- WHAT YOU ARE ASKED TO DO
Return every line of the data that contains the string "scores".

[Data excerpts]
//! Multivariate outlier detector.
//!
//! An ensemble of randomized axis-aligned partitioning trees over a
//! standardized per-transaction feature row. A row that needs fewer random
//! splits to become isolated scores higher. Severity is compressed into the
//! upper-middle band: this detector is noisier than the rule-based ones and
//! must not dominate the aggregate on its own.

use chrono::Datelike;
use rand::rngs::StdRng;
use rand::seq::SliceRandom;
use rand::{Rng, SeedableRng};
use serde_json::json;

use super::{DetectContext, DetectorOutcome};
use crate::errors::{EngineError, Result};
use crate::{AnomalySignal, SignalKind, Transaction};

const FEATURES: usize = 7;
const SCORE_THRESHOLD: f64 = 0.6;
const EULER_MASCHERONI: f64 = 0.577_215_664_901_532_9;

/// Fixed seed so a given window always scores identically.
const ENSEMBLE_SEED: u64 = 0x1f0a_3c5d_7e91_b246;

pub fn evaluate(ctx: &DetectContext<'_>) -> Result<DetectorOutcome> {
    if !ctx.has_baseline() {
        return Ok(DetectorOutcome::NoBaseline);
    }
    if ctx.window.len() < ctx.config.min_multivariate_samples {
        return Ok(DetectorOutcome::Clear);
    }

    let matrix: Vec<[f64; FEATURES]> = ctx.window.iter().map(feature_row).collect();
    let standardized = standardize(&matrix).ok_or_else(|| {
        EngineError::detector("multivariate", "degenerate feature matrix: no varying feature")
    })?;

    let mut rng = StdRng::seed_from_u64(ENSEMBLE_SEED);
    let forest = IsolationForest::fit(
        &standardized,
        ctx.config.isolation_trees,
        ctx.config.isolation_sample_size,
        &mut rng,
    );

    let mut signals = Vec::new();
    for (tx, row) in ctx.window.iter().zip(&standardized) {
        let score = forest.score(row);
        if score <= SCORE_THRESHOLD {
            continue;
        }
        let severity = (((score - 0.5).abs() - 0.1) * 2.0).clamp(0.5, 0.95);
        signals.push(AnomalySignal::new(
            SignalKind::Multivariate,
            severity,
            "multivariate_outlier",
            json!({
                "isolation_score": score,
                "window_size": ctx.window.len(),
            }),
            Some(tx.id),
        ));
    }

    if signals.is_empty() {
        Ok(DetectorOutcome::Clear)
    } else {
        Ok(DetectorOutcome::Flagged(signals))
    }
}

/// {amount, hour, weekday, is_weekend, fee, is_payment, is_swap}
fn feature_row(tx: &Transaction) -> [f64; FEATURES] {
    let category = tx.category.as_deref().unwrap_or("");
    [
        tx.magnitude(),
        tx.hour() as f64,
        tx.timestamp.weekday().num_days_from_monday() as f64,
        if tx.is_weekend() { 1.0 } else { 0.0 },
        tx.fee,
        if category.eq_ignore_ascii_case("payment") { 1.0 } else { 0.0 },
        if category.eq_ignore_ascii_case("swap") || category.eq_ignore_ascii_case("exchange") {
            1.0
        } else {
            0.0
        },
    ]
}

/// Column-wise zero-mean unit-variance scaling. Constant columns become
/// zeros; returns None when every column is constant.
fn standardize(matrix: &[[f64; FEATURES]]) -> Option<Vec<[f64; FEATURES]>> {
    let n = matrix.len() as f64;
    let mut means = [0.0; FEATURES];
    let mut stds = [0.0; FEATURES];

    for col in 0..FEATURES {
        means[col] = matrix.iter().map(|r| r[col]).sum::<f64>() / n;
        let variance = matrix
            .iter()
            .map(|r| (r[col] - means[col]).powi(2))
            .sum::<f64>()
            / n;
        stds[col] = variance.sqrt();
    }

    if stds.iter().all(|&s| s <= f64::EPSILON) {
        return None;
    }

    Some(
        matrix
            .iter()
            .map(|r| {
                let mut out = [0.0; FEATURES];
                for col in 0..FEATURES {
                    if stds[col] > f64::EPSILON {
                        out[col] = (r[col] - means[col]) / stds[col];
                    }
                }
                out
            })
            .collect(),
    )
}

enum Node {
    Leaf {
        size: usize,
    },
    Split {
        feature: usize,
        threshold: f64,
        left: Box<Node>,
        right: Box<Node>,
    },
}

struct IsolationForest {
    trees: Vec<Node>,
    sample_size: usize,
}

impl IsolationForest {
    fn fit(
        rows: &[[f64; FEATURES]],
        n_trees: usize,
        sample_size: usize,
        rng: &mut StdRng,
    ) -> Self {
        let sample_size = sample_size.min(rows.len()).max(2);
        let max_depth = (sample_size as f64).log2().ceil() as usize;
        let mut indices: Vec<usize> = (0..rows.len()).collect();

        let trees = (0..n_trees)
            .map(|_| {
                indices.shuffle(rng);
                let sample: Vec<&[f64; FEATURES]> =
                    indices[..sample_size].iter().map(|&i| &rows[i]).collect();
                build_tree(&sample, 0, max_depth, rng)
            })
            .collect();

        Self { trees, sample_size }
    }

    /// Anomaly score in (0, 1]; higher means more isolated.
    fn score(&self, row: &[f64; FEATURES]) -> f64 {
        let total: f64 = self.trees.iter().map(|t| path_length(t, row, 0.0)).sum();
        let mean_path = total / self.trees.len() as f64;
        let norm = average_path_length(self.sample_size);
        if norm <= f64::EPSILON {
            return 0.5;
        }
        2.0_f64.powf(-mean_path / norm)
    }
}

fn build_tree(rows: &[&[f64; FEATURES]], depth: usize, max_depth: usize, rng: &mut StdRng) -> Node {
    if rows.len() <= 1 || depth >= max_depth {
        return Node::Leaf { size: rows.len() };
    }

    // Only features with spread can split; a node constant in every feature
    // is a leaf.
    let splittable: Vec<usize> = (0..FEATURES)
        .filter(|&col| {
            let (min, max) = column_range(rows, col);
            max > min
        })
        .collect();
    let Some(&feature) = splittable.as_slice().choose(rng) else {
        return Node::Leaf { size: rows.len() };
    };

    let (min, max) = column_range(rows, feature);
    let threshold = rng.gen_range(min..max);

    let (left, right): (Vec<&[f64; FEATURES]>, Vec<&[f64; FEATURES]>) =
        rows.iter().copied().partition(|r| r[feature] < threshold);
    Node::Split {
        feature,
        threshold,
        left: Box::new(build_tree(&left, depth + 1, max_depth, rng)),
        right: Box::new(build_tree(&right, depth + 1, max_depth, rng)),
    }
}

fn column_range(rows: &[&[f64; FEATURES]], col: usize) -> (f64, f64) {
    let mut min = f64::INFINITY;
    let mut max = f64::NEG_INFINITY;
    for r in rows {
        min = min.min(r[col]);
        max = max.max(r[col]);
    }
    (min, max)
}

fn path_length(node: &Node, row: &[f64; FEATURES], depth: f64) -> f64 {
    match node {
        Node::Leaf { size } => depth + average_path_length(*size),
        Node::Split {
            feature,
            threshold,
            left,
            right,
        } => {
            if row[*feature] < *threshold {
                path_length(left, row, depth + 1.0)
            } else {
                path_length(right, row, depth + 1.0)
            }
        }
    }
}

/// Expected path length of an unsuccessful BST search over n nodes; the
/// standard isolation-forest normalizer c(n).
fn average_path_length(n: usize) -> f64 {
    if n <= 1 {
        return 0.0;
    }
    let n = n as f64;
    2.0 * ((n - 1.0).ln() + EULER_MASCHERONI) - 2.0 * (n - 1.0) / n
}

#[cfg(test)]
mod tests {
    use super::super::testutil::*;
    use super::*;
    use chrono::{Duration, TimeZone, Utc};
    use uuid::Uuid;

    /// Tight weekday-daytime cluster plus one wild row.
    fn cluster_with_spike(account: Uuid) -> Vec<Transaction> {
        let start = Utc.with_ymd_and_hms(2024, 1, 1, 10, 0, 0).unwrap(); // Monday
        let mut window: Vec<_> = (0..24)
            .map(|i| {
                let mut t = tx(
                    account,
                    100.0 + (i % 4) as f64,
                    start + Duration::hours((i as i64 % 5) * 50),
                    None,
                );
                t.fee = 1.0;
                t
            })
            .collect();
        let mut spike = tx(
            account,
            50_000.0,
            Utc.with_ymd_and_hms(2024, 1, 13, 3, 0, 0).unwrap(), // Saturday 03:00
            None,
        );
        spike.fee = 500.0;
        spike.category = Some("swap".to_string());
        window.push(spike);
        window
    }

    #[test]
    fn test_below_minimum_sample_returns_nothing() {
        let account = Uuid::new_v4();
        let history = steady_history(account, 25, 100.0);
        let window = cluster_with_spike(account)[..10].to_vec();
        let fixture = ContextFixture::new(&history, window);
        assert_eq!(evaluate(&fixture.ctx()).unwrap(), DetectorOutcome::Clear);
    }

    #[test]
    fn test_spike_row_isolated() {
        let account = Uuid::new_v4();
        let history = steady_history(account, 25, 100.0);
        let window = cluster_with_spike(account);
        let spike_id = window.last().unwrap().id;
        let fixture = ContextFixture::new(&history, window);

        let signals = evaluate(&fixture.ctx()).unwrap().into_signals();
        assert!(
            signals.iter().any(|s| s.transaction_id == Some(spike_id)),
            "spike row should be flagged"
        );
        for s in &signals {
            assert!(s.severity >= 0.5 && s.severity <= 0.95);
            assert_eq!(s.reason, "multivariate_outlier");
        }
        // The detector must not flag the whole window.
        assert!(signals.len() < 5);
    }

    #[test]
    fn test_scoring_is_deterministic() {
        let account = Uuid::new_v4();
        let history = steady_history(account, 25, 100.0);
        let window = cluster_with_spike(account);
        let fixture = ContextFixture::new(&history, window);

        let a = evaluate(&fixture.ctx()).unwrap().into_signals();
        let b = evaluate(&fixture.ctx()).unwrap().into_signals();
        assert_eq!(a.len(), b.len());
        for (x, y) in a.iter().zip(&b) {
            assert_eq!(x.severity, y.severity);
        }
    }

    #[test]
    fn test_degenerate_window_is_detector_error() {
        let account = Uuid::new_v4();
        let history = steady_history(account, 25, 100.0);
        let ts = Utc.with_ymd_and_hms(2024, 1, 1, 10, 0, 0).unwrap();
        // Every feature identical across the window.
        let window: Vec<_> = (0..25).map(|_| tx(account, 100.0, ts, None)).collect();
        let fixture = ContextFixture::new(&history, window);
        assert!(evaluate(&fixture.ctx()).is_err());
    }

    #[test]
    fn test_average_path_length_grows_with_n() {
        assert_eq!(average_path_length(1), 0.0);
        assert!(average_path_length(16) > average_path_length(8));
    }
}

- SOLUTION TO THIS TASK
//! splits to become isolated scores higher. Severity is compressed into the
/// Fixed seed so a given window always scores identically.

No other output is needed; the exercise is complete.